* **The task**: With the first line as the start and the line containing "Wrapper object for" as the end, write out every line of the records exactly.
%%
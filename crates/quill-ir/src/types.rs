//! Operand-stack types of the target machine.

use serde::{Deserialize, Serialize};
use std::fmt;

/// Runtime kinds of boxed host values.
///
/// Boxed values carry their own tag at runtime; `Any` is the common
/// supertype every other kind is assignable to.
#[derive(Debug, Clone, Copy, PartialEq, Eq, Hash, Serialize, Deserialize)]
#[serde(rename_all = "snake_case")]
pub enum BoxedKind {
    Any,
    Bool,
    Int,
    Float,
    Text,
    Proto,
    List,
    Sanitized,
}

impl BoxedKind {
    pub fn name(self) -> &'static str {
        match self {
            BoxedKind::Any => "Value",
            BoxedKind::Bool => "BoolValue",
            BoxedKind::Int => "IntValue",
            BoxedKind::Float => "FloatValue",
            BoxedKind::Text => "TextValue",
            BoxedKind::Proto => "ProtoValue",
            BoxedKind::List => "ListValue",
            BoxedKind::Sanitized => "SanitizedValue",
        }
    }
}

/// Reference (object) types known to the machine.
#[derive(Debug, Clone, PartialEq, Eq, Hash, Serialize, Deserialize)]
#[serde(rename_all = "snake_case")]
pub enum RefType {
    /// Root of the reference hierarchy.
    Object,
    /// Type of the `null` constant; assignable to every reference type.
    Null,
    Text,
    ByteString,
    ByteArray,
    /// Binary-to-text codec instance.
    Codec,
    /// Native indexable list.
    List,
    /// Not-yet-materialized value provider.
    Provider,
    Boxed(BoxedKind),
    /// Common supertype of the numeric primitive wrappers.
    Number,
    /// Wrapper object for a primitive (the result of `valueOf`).
    Wrapper(NativeType),
    /// Generated message type, by full name.
    Message(String),
    /// Generated builder type, by message full name.
    Builder(String),
    /// Generated legacy enum type, by full name.
    Enum(String),
    /// Oneof discriminant type, keyed `message.oneof`.
    OneofCase(String),
    ExtendableMessage,
    ExtendableBuilder,
    /// Extension identifier object.
    Extension,
    /// Static holder of file-level extension identifiers.
    ExtensionHolder(String),
    /// Runtime support library (static helpers only).
    Runtime,
}

impl RefType {
    /// Whether a value of `self` can be used where `target` is expected.
    pub fn is_assignable_to(&self, target: &RefType) -> bool {
        if self == target {
            return true;
        }
        match (self, target) {
            (_, RefType::Object) => true,
            (RefType::Null, _) => true,
            (RefType::Boxed(_), RefType::Boxed(BoxedKind::Any)) => true,
            (RefType::Message(_), RefType::ExtendableMessage) => true,
            (RefType::Builder(_), RefType::ExtendableBuilder) => true,
            (RefType::Wrapper(prim), RefType::Number) => prim.is_numeric(),
            _ => false,
        }
    }
}

impl fmt::Display for RefType {
    fn fmt(&self, f: &mut fmt::Formatter<'_>) -> fmt::Result {
        match self {
            RefType::Object => write!(f, "Object"),
            RefType::Null => write!(f, "null"),
            RefType::Text => write!(f, "Text"),
            RefType::ByteString => write!(f, "ByteString"),
            RefType::ByteArray => write!(f, "byte[]"),
            RefType::Codec => write!(f, "Codec"),
            RefType::List => write!(f, "List"),
            RefType::Provider => write!(f, "Provider"),
            RefType::Boxed(kind) => write!(f, "{}", kind.name()),
            RefType::Number => write!(f, "Number"),
            RefType::Wrapper(prim) => write!(f, "Wrapper<{}>", prim),
            RefType::Message(name) => write!(f, "{}", name),
            RefType::Builder(name) => write!(f, "{}$Builder", name),
            RefType::Enum(name) => write!(f, "{}", name),
            RefType::OneofCase(key) => write!(f, "{}$Case", key),
            RefType::ExtendableMessage => write!(f, "ExtendableMessage"),
            RefType::ExtendableBuilder => write!(f, "ExtendableBuilder"),
            RefType::Extension => write!(f, "Extension"),
            RefType::ExtensionHolder(name) => write!(f, "{}", name),
            RefType::Runtime => write!(f, "Runtime"),
        }
    }
}

/// Type of a single operand-stack slot.
#[derive(Debug, Clone, PartialEq, Eq, Hash, Serialize, Deserialize)]
#[serde(rename_all = "snake_case")]
pub enum NativeType {
    Bool,
    Int,
    Long,
    Float,
    Double,
    Ref(Box<RefType>),
}

impl NativeType {
    /// Shorthand for a reference type.
    pub fn object(ty: RefType) -> Self {
        NativeType::Ref(Box::new(ty))
    }

    pub fn text() -> Self {
        NativeType::object(RefType::Text)
    }

    pub fn null() -> Self {
        NativeType::object(RefType::Null)
    }

    pub fn boxed(kind: BoxedKind) -> Self {
        NativeType::object(RefType::Boxed(kind))
    }

    pub fn message(name: impl Into<String>) -> Self {
        NativeType::object(RefType::Message(name.into()))
    }

    pub fn builder(name: impl Into<String>) -> Self {
        NativeType::object(RefType::Builder(name.into()))
    }

    pub fn is_primitive(&self) -> bool {
        !matches!(self, NativeType::Ref(_))
    }

    pub fn is_numeric(&self) -> bool {
        matches!(
            self,
            NativeType::Int | NativeType::Long | NativeType::Float | NativeType::Double
        )
    }

    /// Returns the reference type, if this is one.
    pub fn as_ref_type(&self) -> Option<&RefType> {
        match self {
            NativeType::Ref(ty) => Some(ty),
            _ => None,
        }
    }

    /// Returns the boxed host kind, if this is a boxed value.
    pub fn boxed_kind(&self) -> Option<BoxedKind> {
        match self.as_ref_type() {
            Some(RefType::Boxed(kind)) => Some(*kind),
            _ => None,
        }
    }

    pub fn is_assignable_to(&self, target: &NativeType) -> bool {
        match (self, target) {
            (NativeType::Ref(from), NativeType::Ref(to)) => from.is_assignable_to(to),
            _ => self == target,
        }
    }

    /// Least common type of two stack slots reaching the same merge point.
    ///
    /// Primitives only merge with themselves. References merge to the wider
    /// of the two when one is assignable to the other; `null` merges with
    /// any reference.
    pub fn merge(&self, other: &NativeType) -> Option<NativeType> {
        if self == other {
            return Some(self.clone());
        }
        match (self, other) {
            (NativeType::Ref(a), NativeType::Ref(b)) => {
                if a.is_assignable_to(b) {
                    Some(other.clone())
                } else if b.is_assignable_to(a) {
                    Some(self.clone())
                } else {
                    Some(NativeType::object(RefType::Object))
                }
            }
            _ => None,
        }
    }
}

impl fmt::Display for NativeType {
    fn fmt(&self, f: &mut fmt::Formatter<'_>) -> fmt::Result {
        match self {
            NativeType::Bool => write!(f, "bool"),
            NativeType::Int => write!(f, "int"),
            NativeType::Long => write!(f, "long"),
            NativeType::Float => write!(f, "float"),
            NativeType::Double => write!(f, "double"),
            NativeType::Ref(ty) => write!(f, "{}", ty),
        }
    }
}

#[cfg(test)]
mod tests {
    use super::*;

    #[test]
    fn test_null_assignable_to_references_only() {
        assert!(NativeType::null().is_assignable_to(&NativeType::text()));
        assert!(NativeType::null().is_assignable_to(&NativeType::message("a.B")));
        assert!(!NativeType::null().is_assignable_to(&NativeType::Long));
    }

    #[test]
    fn test_generated_types_widen_to_extendable() {
        assert!(NativeType::message("a.B")
            .is_assignable_to(&NativeType::object(RefType::ExtendableMessage)));
        assert!(NativeType::builder("a.B")
            .is_assignable_to(&NativeType::object(RefType::ExtendableBuilder)));
        assert!(!NativeType::message("a.B").is_assignable_to(&NativeType::message("a.C")));
    }

    #[test]
    fn test_wrappers_are_numbers() {
        let long = NativeType::object(RefType::Wrapper(NativeType::Long));
        let flag = NativeType::object(RefType::Wrapper(NativeType::Bool));
        assert!(long.is_assignable_to(&NativeType::object(RefType::Number)));
        assert!(!flag.is_assignable_to(&NativeType::object(RefType::Number)));
    }

    #[test]
    fn test_merge() {
        assert_eq!(
            NativeType::null().merge(&NativeType::boxed(BoxedKind::Int)),
            Some(NativeType::boxed(BoxedKind::Int))
        );
        assert_eq!(
            NativeType::boxed(BoxedKind::Int).merge(&NativeType::boxed(BoxedKind::Any)),
            Some(NativeType::boxed(BoxedKind::Any))
        );
        assert_eq!(NativeType::Long.merge(&NativeType::Int), None);
        assert_eq!(NativeType::Long.merge(&NativeType::null()), None);
    }
}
%%
* **The answer**:
filename crates/quill-ir/src/types.rs
//! Operand-stack types of the target machine.

use serde::{Deserialize, Serialize};
use std::fmt;

/// Runtime kinds of boxed host values.
///
/// Boxed values carry their own tag at runtime; `Any` is the common
/// supertype every other kind is assignable to.
#[derive(Debug, Clone, Copy, PartialEq, Eq, Hash, Serialize, Deserialize)]
#[serde(rename_all = "snake_case")]
pub enum BoxedKind {
    Any,
    Bool,
    Int,
    Float,
    Text,
    Proto,
    List,
    Sanitized,
}

impl BoxedKind {
    pub fn name(self) -> &'static str {
        match self {
            BoxedKind::Any => "Value",
            BoxedKind::Bool => "BoolValue",
            BoxedKind::Int => "IntValue",
            BoxedKind::Float => "FloatValue",
            BoxedKind::Text => "TextValue",
            BoxedKind::Proto => "ProtoValue",
            BoxedKind::List => "ListValue",
            BoxedKind::Sanitized => "SanitizedValue",
        }
    }
}

/// Reference (object) types known to the machine.
#[derive(Debug, Clone, PartialEq, Eq, Hash, Serialize, Deserialize)]
#[serde(rename_all = "snake_case")]
pub enum RefType {
    /// Root of the reference hierarchy.
    Object,
    /// Type of the `null` constant; assignable to every reference type.
    Null,
    Text,
    ByteString,
    ByteArray,
    /// Binary-to-text codec instance.
    Codec,
    /// Native indexable list.
    List,
    /// Not-yet-materialized value provider.
    Provider,
    Boxed(BoxedKind),
    /// Common supertype of the numeric primitive wrappers.
    Number,
    /// Wrapper object for a primitive (the result of `valueOf`).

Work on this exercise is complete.